Likely so, “hinglish” is a near to perfect blend of amusement, absurdity and quite a considerable number of people speaking it on a daily basis. “Hinglish” does not follow a definitive syntax, instead the arbitrary use of English words make it particularly unique. The persistent using of present continuous tense, even where simply writing in simple present would be sufficing, is one of the most common feature of “hinglish”.
For instance, the sentence “I am having a dog” might occur as fairly normal to an Indian, who is exposed to thousands of similar sentences per day. However, for someone who is not familiar with such bent use of English language, the sentence might come as a bit startling (with exceptions of nations like China, Korea and Switzerland where “having” dogs is considered to be ok). For an Indian, the sentence would mean “I have a dog” which is quite clear that I own a dog; However, for that “someone”, “I am having a dog” would probably suggest I am eating a dog. As bizarre as it may sound, instances of such hybrid ollaborations of present continuous and figures of speech are quite relevant to even the elites of India and, ironically so, the students.
An interesting phenomenon that occurs in almost all Indian institutes and universities is when the results for the exams are due; one cannot help but sense the cruel irony when a student blurts out “I am sure I would be passing English, I am not doubting even once also”. Another example can be taken from Binoo K John’s essay “The writing on the wall”; he depicts a situation where a student, educated in one of the best systems of education in India – convent, fumbles between the usage of “then” and “than”.
Even more fascinating is John’s example of a Professor’s “ingenious play” with English words. Upon noticing boys pelting missiles at girls standing in the lower tier of the university stadium, the professor shouted, “What are you doing? Stop it. Understanding people will suffer! ” Certainly on one hand the word “understanding” is quite ingeniously used through breaking the “idiomatic and metaphorical complications of English language”; but on the other, the sentence does not make any grammatical sense what so ever.
Moreover, not only the use of present continuous but also the use of tone and punctuation is so closely yet so remarkably misused. For instance, it is not uncommon for a student to hear the phrase “it is clear” being repeated several times when a teacher tries to clarify doubts. Not surprisingly enough, in a class of 80 students, the ones who actually notice the misuse of English would not exceed the number 20. Perhaps concluding with something much more firm such as, “is it clear? ” might clarify the doubts (well, at least for 20 of them).
Never the less, the trend still continues. But, sometimes it’s not the present continuous that confuses the user, nor the inability to verbally speak to specific tones of questioning, sometimes the sentences just come outright wrong; such as “Both of you three come here! ”, one can sense the tremendous “gush” of ambiguity in such a sentence. Well, perhaps the user is just mathematically below the scale. In a global context, “hinglish” has not failed to amuse or annoy the listener.
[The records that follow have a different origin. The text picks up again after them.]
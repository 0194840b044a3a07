/// Errors surfaced at the object-store client boundary.
///
/// `NotFound` is deliberately its own variant: resolution branches on it,
/// treating absence at a key as evidence rather than failure. Every other
/// store failure is fatal to the operation that triggered it.
#[derive(Debug, Clone, thiserror::Error)]
pub enum ClientError {
    #[error("object not found: {container}/{key}")]
    NotFound { container: String, key: String },

    /// Any storage-service failure other than not-found
    #[error("storage service error: {message}")]
    Service { message: String },

    /// The client itself could not be constructed for a container
    #[error("client configuration error: {message}")]
    Configuration { message: String },
}

/// Result type for client operations
pub type ClientResult<T> = Result<T, ClientError>;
Through the rise of media, “Hinglish” has been catapulted to a totally different level.
Taking further references from John’s essay, he goes on to state the impact of Bollywood movies. “Main hoon na” a blockbuster movie starring Shah Rukh Khan exposes a spoof of “Indian-English”. The use of the word “myself” such as “myself in-charge here” or “myself an engineer” is highlighted in an utter expression of non-sense - “Myself Hindi teacher. You meet me in the backside when my period is empty. ” Now-a-days, media is considered to be the primary source of exaggeration in the use of hinglish for its popularity.
According to Prof. David Crystal, honorary professor of linguistics at the University of Wales, Indian expertise in writing computer software also means that Hinglish will spread via the internet. Not only computer software but also areas such as music have furthered the prospect of hinglish going viral. Recently, a social media website YouTube, where the site allows you to share your achievements (or failures) be it music or dance or any other form of art, baffled the world through the international musical smash-hit “Why this kolaveri di? ” The song translates to “Why this murderous rage? ” and comprises of a swingy beat and verses sung in an Indian accent.